Sept. 15, 2008 Daddy barely responsive, can't seem to talk, just sort of turns his head to my voice. When I got there, he had just had a bath, was half covered, and his entire body shivering so hard it plumb hurt my own bones! I HATE to be cold, and he is so cold natured, even in the summer time. I covered him in that COLD room with his blanket and asked for another. We wrapped him right up to his chin, and finally when the shivers stopped, I told him that I was leaving, and that I love him. He finally responded, barely managing to say, "Ah uh u" back to me. I knew then that he was conscious to the fact that I was there for him.
Tracy wasn't so lucky. She went in after me, and got no response at all. She was fighting tears on her way out. She is his fav of all the kids. Life hurts, when we have to watch someone die soooo SLOW.
He had been in a diabetic...something or another....sugar super high going in... Extremely high, I guess just shy of going into a diabetic coma. Kidneys not putting out enough.... He's no pretty picture, seventy'three and had looked young for his age, now looks like a ninty year old....
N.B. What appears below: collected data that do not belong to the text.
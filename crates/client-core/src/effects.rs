use serde::{Deserialize, Serialize};

use crate::{
    error::{AppError, UNKNOWN_ERROR_MESSAGE},
    state::PresentationState,
};

/// Presentation side effect derived from a state transition.
#[derive(Debug, Clone, PartialEq, Eq, Serialize, Deserialize)]
pub enum ViewEffect {
    SetLoaderVisible(bool),
    SetContentVisible(bool),
    HideSkeleton,
    ShowMessage(String),
}

/// Loader visibility for `state`; `None` leaves it unchanged.
pub fn loading_indicator_visible<T>(
    state: &PresentationState<T>,
    show_on_success: bool,
) -> Option<bool> {
    match state {
        PresentationState::Idle => None,
        PresentationState::Loading => Some(true),
        PresentationState::Error(_) => Some(false),
        PresentationState::Success(_) => Some(!show_on_success),
    }
}

/// Content is shown exactly when the loader is hidden.
pub fn content_visible<T>(state: &PresentationState<T>, show_on_success: bool) -> Option<bool> {
    loading_indicator_visible(state, show_on_success).map(|loader| !loader)
}

/// Message effect for `error`, or nothing for silent errors.
pub fn surface_error(error: &AppError) -> Option<ViewEffect> {
    error
        .user_message()
        .map(|message| ViewEffect::ShowMessage(message.to_owned()))
}

/// Message effect for a consumer that failed while handling a state.
pub fn consumer_failure(message: &str) -> ViewEffect {
    if message.is_empty() {
        ViewEffect::ShowMessage(UNKNOWN_ERROR_MESSAGE.to_owned())
    } else {
        ViewEffect::ShowMessage(message.to_owned())
    }
}

/// Every effect a screen applies when it observes `state`, in order.
pub fn effects_for<T>(state: &PresentationState<T>, show_on_success: bool) -> Vec<ViewEffect> {
    let mut effects = Vec::new();
    if let Some(loader) = loading_indicator_visible(state, show_on_success) {
        effects.push(ViewEffect::SetLoaderVisible(loader));
        effects.push(ViewEffect::SetContentVisible(!loader));
    }

    match state {
        PresentationState::Idle | PresentationState::Loading => {}
        PresentationState::Error(error) => effects.extend(surface_error(error)),
        PresentationState::Success(_) => effects.push(ViewEffect::HideSkeleton),
    }
    effects
}
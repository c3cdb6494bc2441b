use serde::{Deserialize, Serialize};

/// Playable workout video.
#[derive(Debug, Clone, Serialize, Deserialize, PartialEq, Eq, Hash)]
pub struct Video {
    /// Server-side video id.
    pub id: u32,
    /// Length in seconds.
    pub duration: u32,
    /// Absolute URL of the video file.
    pub link: String,
}

/// Workout listed by the API.
#[derive(Debug, Clone, Serialize, Deserialize, PartialEq, Eq, Hash)]
pub struct Workout {
    /// Server-side workout id, also used to fetch its video.
    pub id: u32,
    pub title: String,
    /// Free text, omitted by the API for some workouts.
    pub description: Option<String>,
    /// Numeric workout category as reported by the API.
    pub workout_type: u32,
    /// Duration exactly as the API reports it, for example `"30"` or `"30-40"`.
    pub duration: String,
}

impl Workout {
    /// Duration in minutes, when the API reported a plain number.
    pub fn duration_minutes(&self) -> Option<u32> {
        self.duration.trim().parse().ok()
    }
}
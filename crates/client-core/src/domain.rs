use std::sync::Arc;

use crate::{
    error::AppError,
    executor::{LocalStream, RemoteStream},
    transport::ByteStream,
    types::{Video, Workout},
};

/// Remote source of workout videos.
pub trait VideoRepository: Send + Sync {
    fn get_video_by_id(&self, id: u32) -> RemoteStream<Video>;

    /// Stream the video file itself; the caller owns the returned bytes.
    fn open_video(&self, video: &Video) -> RemoteStream<ByteStream>;
}

/// Remote source of the workout catalogue.
pub trait WorkoutRepository: Send + Sync {
    fn get_workouts_list(&self) -> RemoteStream<Vec<Workout>>;
}

/// Local bookmarks of workouts.
pub trait SavedWorkoutRepository: Send + Sync {
    fn save(&self, workout: Workout) -> Result<(), AppError>;

    fn remove(&self, id: u32) -> Result<(), AppError>;

    /// Continuous stream of the saved workout with `id`, `None` while unsaved.
    fn observe_saved(&self, id: u32) -> LocalStream<Option<Workout>>;

    /// Continuous stream of the saved state of every id, in the given order.
    fn observe_saved_many(&self, ids: Vec<u32>) -> LocalStream<Vec<Option<Workout>>>;
}

#[derive(Clone)]
pub struct GetVideoByIdUseCase {
    repository: Arc<dyn VideoRepository>,
}

impl GetVideoByIdUseCase {
    pub fn new(repository: Arc<dyn VideoRepository>) -> Self {
        Self { repository }
    }

    pub fn execute(&self, id: u32) -> RemoteStream<Video> {
        self.repository.get_video_by_id(id)
    }
}

#[derive(Clone)]
pub struct GetWorkoutListUseCase {
    repository: Arc<dyn WorkoutRepository>,
}

impl GetWorkoutListUseCase {
    pub fn new(repository: Arc<dyn WorkoutRepository>) -> Self {
        Self { repository }
    }

    pub fn execute(&self) -> RemoteStream<Vec<Workout>> {
        self.repository.get_workouts_list()
    }
}

/// Saves, removes and observes bookmarked workouts.
#[derive(Clone)]
pub struct ObserveSavedWorkoutsUseCase {
    repository: Arc<dyn SavedWorkoutRepository>,
}

impl ObserveSavedWorkoutsUseCase {
    pub fn new(repository: Arc<dyn SavedWorkoutRepository>) -> Self {
        Self { repository }
    }

    /// Saved state of `ids`, re-emitted whenever any bookmark changes.
    pub fn execute(&self, ids: Vec<u32>) -> LocalStream<Vec<Option<Workout>>> {
        self.repository.observe_saved_many(ids)
    }

    pub fn observe_one(&self, id: u32) -> LocalStream<Option<Workout>> {
        self.repository.observe_saved(id)
    }

    pub fn save(&self, workout: Workout) -> Result<(), AppError> {
        self.repository.save(workout)
    }

    pub fn remove(&self, id: u32) -> Result<(), AppError> {
        self.repository.remove(id)
    }
}
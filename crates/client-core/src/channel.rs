use std::sync::Arc;

use futures::{StreamExt, stream::BoxStream};
use tokio::sync::watch;
use tokio_util::sync::CancellationToken;
use tracing::trace;

use crate::state::PresentationState;

/// Hot, replay-1 slot holding the current [`PresentationState`].
///
/// Clones share the same slot; they exist so publisher tasks can write from
/// the background runtime. Readers go through [`StateObserver`].
#[derive(Debug)]
pub struct StateHolder<T> {
    tx: Arc<watch::Sender<PresentationState<T>>>,
}

impl<T> Clone for StateHolder<T> {
    fn clone(&self) -> Self {
        Self {
            tx: Arc::clone(&self.tx),
        }
    }
}

impl<T> Default for StateHolder<T> {
    fn default() -> Self {
        Self::new()
    }
}

impl<T> StateHolder<T> {
    /// Create a holder in the `Idle` state.
    pub fn new() -> Self {
        let (tx, _) = watch::channel(PresentationState::Idle);
        Self { tx: Arc::new(tx) }
    }

    /// Replace the current state and notify every observer.
    ///
    /// Succeeds with zero observers; late observers replay this value.
    pub fn set(&self, state: PresentationState<T>) {
        trace!(state = state.kind(), "publishing presentation state");
        self.tx.send_replace(state);
    }

    /// Replace the current state unless `stop` has been cancelled.
    ///
    /// The check and the write happen under the slot's lock, so a writer
    /// cancelled before another writer publishes can never overwrite it.
    pub(crate) fn set_unless_cancelled(
        &self,
        state: PresentationState<T>,
        stop: &CancellationToken,
    ) -> bool {
        self.set_unless_cancelled_then(state, stop, |_| {})
    }

    /// Like [`StateHolder::set_unless_cancelled`], running `on_published` on
    /// the new state while the slot is still locked. `on_published` must not
    /// touch this holder.
    pub(crate) fn set_unless_cancelled_then<F>(
        &self,
        state: PresentationState<T>,
        stop: &CancellationToken,
        on_published: F,
    ) -> bool
    where
        F: FnOnce(&PresentationState<T>),
    {
        let kind = state.kind();
        let published = self.tx.send_if_modified(move |current| {
            if stop.is_cancelled() {
                return false;
            }
            *current = state;
            on_published(current);
            true
        });
        if published {
            trace!(state = kind, "publishing presentation state");
        } else {
            trace!(state = kind, "dropping state from a superseded invocation");
        }
        published
    }

    /// Read-only view of this holder.
    pub fn observer(&self) -> StateObserver<T> {
        StateObserver {
            rx: self.tx.subscribe(),
        }
    }

    /// Number of live observer receivers.
    pub fn observer_count(&self) -> usize {
        self.tx.receiver_count()
    }
}

impl<T: Clone> StateHolder<T> {
    /// Snapshot of the current state.
    pub fn current(&self) -> PresentationState<T> {
        self.tx.borrow().clone()
    }
}

/// Read-only handle onto a [`StateHolder`].
#[derive(Debug)]
pub struct StateObserver<T> {
    rx: watch::Receiver<PresentationState<T>>,
}

impl<T> Clone for StateObserver<T> {
    fn clone(&self) -> Self {
        Self {
            rx: self.rx.clone(),
        }
    }
}

impl<T: Clone> StateObserver<T> {
    /// Snapshot of the current state.
    pub fn current(&self) -> PresentationState<T> {
        self.rx.borrow().clone()
    }

    /// Current success payload, if the latest state is `Success`.
    pub fn success_value(&self) -> Option<T> {
        self.rx.borrow().success_value().cloned()
    }

    /// Start a new subscription; its first item is the current state.
    pub fn subscribe(&self) -> StateSubscription<T> {
        StateSubscription {
            rx: self.rx.clone(),
            replayed: false,
        }
    }
}

/// One subscription to a holder, replaying the latest value first.
///
/// Intermediate states published faster than the subscriber reads them are
/// conflated; the subscriber always sees the most recent one.
#[derive(Debug)]
pub struct StateSubscription<T> {
    rx: watch::Receiver<PresentationState<T>>,
    replayed: bool,
}

impl<T: Clone> StateSubscription<T> {
    /// Next state, or `None` once every holder clone has been dropped.
    pub async fn next(&mut self) -> Option<PresentationState<T>> {
        if !self.replayed {
            self.replayed = true;
            return Some(self.rx.borrow_and_update().clone());
        }

        self.rx.changed().await.ok()?;
        Some(self.rx.borrow_and_update().clone())
    }
}

impl<T: Clone + Send + Sync + 'static> StateSubscription<T> {
    /// Adapt the subscription into a stream.
    pub fn into_stream(self) -> BoxStream<'static, PresentationState<T>> {
        futures::stream::unfold(self, |mut subscription| async move {
            let state = subscription.next().await?;
            Some((state, subscription))
        })
        .boxed()
    }
}
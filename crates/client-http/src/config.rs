use std::time::Duration;

use thiserror::Error;
use url::Url;

pub const DEFAULT_REQUEST_TIMEOUT: Duration = Duration::from_secs(15);

/// Settings for the HTTP transport.
#[derive(Debug, Clone, PartialEq, Eq)]
pub struct HttpClientConfig {
    /// API root; relative endpoint paths and video links resolve against it.
    pub base_url: Url,
    /// Whole-request timeout, connect through body.
    pub request_timeout: Duration,
}

impl HttpClientConfig {
    pub fn new(base_url: Url) -> Self {
        Self {
            base_url,
            request_timeout: DEFAULT_REQUEST_TIMEOUT,
        }
    }

    pub fn with_request_timeout(mut self, request_timeout: Duration) -> Self {
        self.request_timeout = request_timeout;
        self
    }

    /// Base URL with a trailing slash, so joins keep its last path segment.
    pub fn normalized_base_url(&self) -> Result<Url, ClientBuildError> {
        if self.base_url.cannot_be_a_base() {
            return Err(ClientBuildError::InvalidBaseUrl(self.base_url.to_string()));
        }
        let mut base_url = self.base_url.clone();
        if !base_url.path().ends_with('/') {
            let path = format!("{}/", base_url.path());
            base_url.set_path(&path);
        }
        Ok(base_url)
    }
}

#[derive(Debug, Error)]
pub enum ClientBuildError {
    #[error("base url `{0}` cannot be used as an API root")]
    InvalidBaseUrl(String),
    #[error("failed to build http client: {0}")]
    Http(#[from] reqwest::Error),
}
use std::{
    panic::{AssertUnwindSafe, catch_unwind},
    sync::Arc,
};

use futures::{StreamExt, stream::BoxStream};
use serde::{Deserialize, Serialize};
use tokio::{
    runtime::Handle,
    sync::watch,
    task::{JoinError, JoinHandle},
};
use tokio_util::sync::CancellationToken;
use tracing::{debug, error};

use crate::{
    channel::StateObserver, error::AppError, executor::panic_message, state::PresentationState,
};

/// Visibility of the host that consumes presentation state, lowest first.
#[derive(Debug, Clone, Copy, PartialEq, Eq, PartialOrd, Ord, Hash, Serialize, Deserialize)]
pub enum Visibility {
    Destroyed,
    Initialized,
    Created,
    Started,
    Resumed,
}

/// Threshold used when a host does not pick one.
pub const DEFAULT_MIN_VISIBILITY: Visibility = Visibility::Started;

/// Visibility state machine of one host. `Destroyed` is terminal.
#[derive(Debug, Clone)]
pub struct Lifecycle {
    tx: Arc<watch::Sender<Visibility>>,
}

impl Default for Lifecycle {
    fn default() -> Self {
        Self::new()
    }
}

impl Lifecycle {
    pub fn new() -> Self {
        let (tx, _) = watch::channel(Visibility::Initialized);
        Self { tx: Arc::new(tx) }
    }

    pub fn current(&self) -> Visibility {
        *self.tx.borrow()
    }

    /// Move to `next`. Returns `false` once the lifecycle is destroyed.
    pub fn move_to(&self, next: Visibility) -> bool {
        let mut accepted = true;
        self.tx.send_if_modified(|current| {
            if *current == Visibility::Destroyed {
                accepted = false;
                return false;
            }
            if *current == next {
                return false;
            }
            *current = next;
            true
        });
        if accepted {
            debug!(visibility = ?next, "lifecycle moved");
        }
        accepted
    }

    pub fn destroy(&self) {
        self.move_to(Visibility::Destroyed);
    }

    fn watch(&self) -> watch::Receiver<Visibility> {
        self.tx.subscribe()
    }
}

type FailureFallback = Box<dyn FnOnce(String) + Send>;

/// Reactions of one screen to the states of one operation.
///
/// `Idle` and `Loading` reach only `on_every_state`; `Error` goes to
/// `on_error` and `Success` to `on_success`.
pub struct StateCallbacks<T> {
    on_every_state: Option<Box<dyn FnMut(&PresentationState<T>) + Send>>,
    on_error: Box<dyn FnMut(&AppError) + Send>,
    on_success: Box<dyn FnMut(T) + Send>,
    on_consumer_failure: FailureFallback,
}

impl<T> StateCallbacks<T> {
    pub fn new(
        on_error: impl FnMut(&AppError) + Send + 'static,
        on_success: impl FnMut(T) + Send + 'static,
    ) -> Self {
        Self {
            on_every_state: None,
            on_error: Box::new(on_error),
            on_success: Box::new(on_success),
            on_consumer_failure: Box::new(|message| {
                error!(error = %message, "state consumer failed");
            }),
        }
    }

    /// Also see every state, including `Idle` and `Loading`, before dispatch.
    pub fn with_every_state(
        mut self,
        on_every_state: impl FnMut(&PresentationState<T>) + Send + 'static,
    ) -> Self {
        self.on_every_state = Some(Box::new(on_every_state));
        self
    }

    /// Where the message of a failed consumer is shown.
    pub fn with_failure_fallback(mut self, fallback: impl FnOnce(String) + Send + 'static) -> Self {
        self.on_consumer_failure = Box::new(fallback);
        self
    }

    fn dispatch(&mut self, state: PresentationState<T>) {
        if let Some(on_every_state) = self.on_every_state.as_mut() {
            on_every_state(&state);
        }
        match state {
            PresentationState::Idle | PresentationState::Loading => {}
            PresentationState::Error(error) => (self.on_error)(&error),
            PresentationState::Success(data) => (self.on_success)(data),
        }
    }
}

impl<T> std::fmt::Debug for StateCallbacks<T> {
    fn fmt(&self, f: &mut std::fmt::Formatter<'_>) -> std::fmt::Result {
        f.debug_struct("StateCallbacks")
            .field("on_every_state", &self.on_every_state.is_some())
            .finish_non_exhaustive()
    }
}

/// Running lifecycle-scoped observation.
#[derive(Debug)]
pub struct ObservationHandle {
    stop: CancellationToken,
    task: JoinHandle<()>,
}

impl ObservationHandle {
    /// End the observation. The producer behind the stream keeps running.
    pub fn stop(&self) {
        self.stop.cancel();
    }

    pub async fn join(self) -> Result<(), JoinError> {
        self.task.await
    }
}

/// Collect a resubscribable stream only while `lifecycle` is at or above `min`.
///
/// `subscribe` is called every time the host becomes active; the previous
/// subscription is dropped when it falls below `min`. A panic inside
/// `collector` ends the observation and hands its message to `on_failure`.
/// The observation also ends when the lifecycle is destroyed, the stream
/// ends, or [`ObservationHandle::stop`] is called.
pub fn collect_while_active<I, S, C, F>(
    handle: &Handle,
    lifecycle: &Lifecycle,
    min: Visibility,
    mut subscribe: S,
    mut collector: C,
    on_failure: F,
) -> ObservationHandle
where
    I: Send + 'static,
    S: FnMut() -> BoxStream<'static, I> + Send + 'static,
    C: FnMut(I) + Send + 'static,
    F: FnOnce(String) + Send + 'static,
{
    let stop = CancellationToken::new();
    let task_stop = stop.clone();
    let mut visibility = lifecycle.watch();

    let task = handle.spawn(async move {
        'observation: loop {
            loop {
                let current = *visibility.borrow_and_update();
                if current == Visibility::Destroyed {
                    debug!("lifecycle destroyed; ending observation");
                    return;
                }
                if current >= min {
                    break;
                }
                tokio::select! {
                    _ = task_stop.cancelled() => return,
                    changed = visibility.changed() => {
                        if changed.is_err() {
                            return;
                        }
                    }
                }
            }

            debug!(?min, "host active; subscribing");
            let mut items = subscribe();
            loop {
                tokio::select! {
                    _ = task_stop.cancelled() => {
                        debug!("observation stopped");
                        return;
                    }
                    changed = visibility.changed() => {
                        if changed.is_err() {
                            return;
                        }
                        if *visibility.borrow() < min {
                            debug!(?min, "host below threshold; unsubscribing");
                            continue 'observation;
                        }
                    }
                    item = items.next() => {
                        let Some(item) = item else {
                            debug!("observed stream ended");
                            return;
                        };
                        if let Err(payload) = catch_unwind(AssertUnwindSafe(|| collector(item))) {
                            let message = panic_message(payload);
                            error!(error = %message, "state consumer panicked; routing to fallback");
                            on_failure(message);
                            return;
                        }
                    }
                }
            }
        }
    });

    ObservationHandle { stop, task }
}

/// Dispatch the states of `observer` to `callbacks` while the host is active.
///
/// Each activation replays the latest state first.
pub fn observe_while_active<T>(
    handle: &Handle,
    observer: StateObserver<T>,
    lifecycle: &Lifecycle,
    min: Visibility,
    mut callbacks: StateCallbacks<T>,
) -> ObservationHandle
where
    T: Clone + Send + Sync + 'static,
{
    let on_failure = std::mem::replace(&mut callbacks.on_consumer_failure, Box::new(|_| {}));

    collect_while_active(
        handle,
        lifecycle,
        min,
        move || observer.subscribe().into_stream(),
        move |state| callbacks.dispatch(state),
        on_failure,
    )
}
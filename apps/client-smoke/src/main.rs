use std::env;

use client_core::{Either, RequestExecutor, WorkoutRepository};
use client_http::{HttpClientConfig, WorkoutsClient};
use futures::StreamExt;
use tokio::runtime::Handle;
use url::Url;

#[tokio::main]
async fn main() {
    let base_url = env::var("WORKOUTS_BASE_URL")
        .unwrap_or_else(|_| "https://workouts.example.org/".to_owned());
    let base_url = match Url::parse(&base_url) {
        Ok(url) => url,
        Err(err) => {
            eprintln!("Invalid WORKOUTS_BASE_URL '{base_url}': {err}");
            std::process::exit(1);
        }
    };

    let executor = RequestExecutor::new(Handle::current());
    let client = match WorkoutsClient::new(&HttpClientConfig::new(base_url), executor) {
        Ok(client) => client,
        Err(err) => {
            eprintln!("Failed to build client: {err}");
            std::process::exit(1);
        }
    };

    match client.workouts.get_workouts_list().next().await {
        Some(Either::Success(workouts)) => {
            println!("Fetched {} workouts.", workouts.len());
        }
        Some(Either::Failure(err)) => {
            eprintln!("Workout list request failed: {err}");
            std::process::exit(1);
        }
        None => {
            eprintln!("Workout list request produced no result");
            std::process::exit(1);
        }
    }
}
Maybe he was right, and something for me to feel bad about later. Maybe he would have been better off just going home. He would have died, but at least he wouldn't have gone through all of this suffering.
I just know this...folks had better not keep ME alive with all of this new fangled technology when the obvious is lurking around to happen anyway. And I ask that they keep me WARM on my way out with lots of blankets atop me, clean up to my neck, and not a toe uncovered.
I've spent the last ten years, to the tee, FULL TIME, in hospitals, caring for the last of our oldies. Longer than that if we want to figure my precious YOUNG David....
David hurt the worst. Daddy is coming in second.
Going quick is a blessing, Jacky, family and all. But, son, I guess you know this already by now...
I don't mean to sound like I'm so low that the morning sun won't be able to coax me up. I WILL get up! Too many life plans to keep me down. Too much happening...I have no choice.
I just hate watching another rodeo, and feeling like it's probably never going to be my last.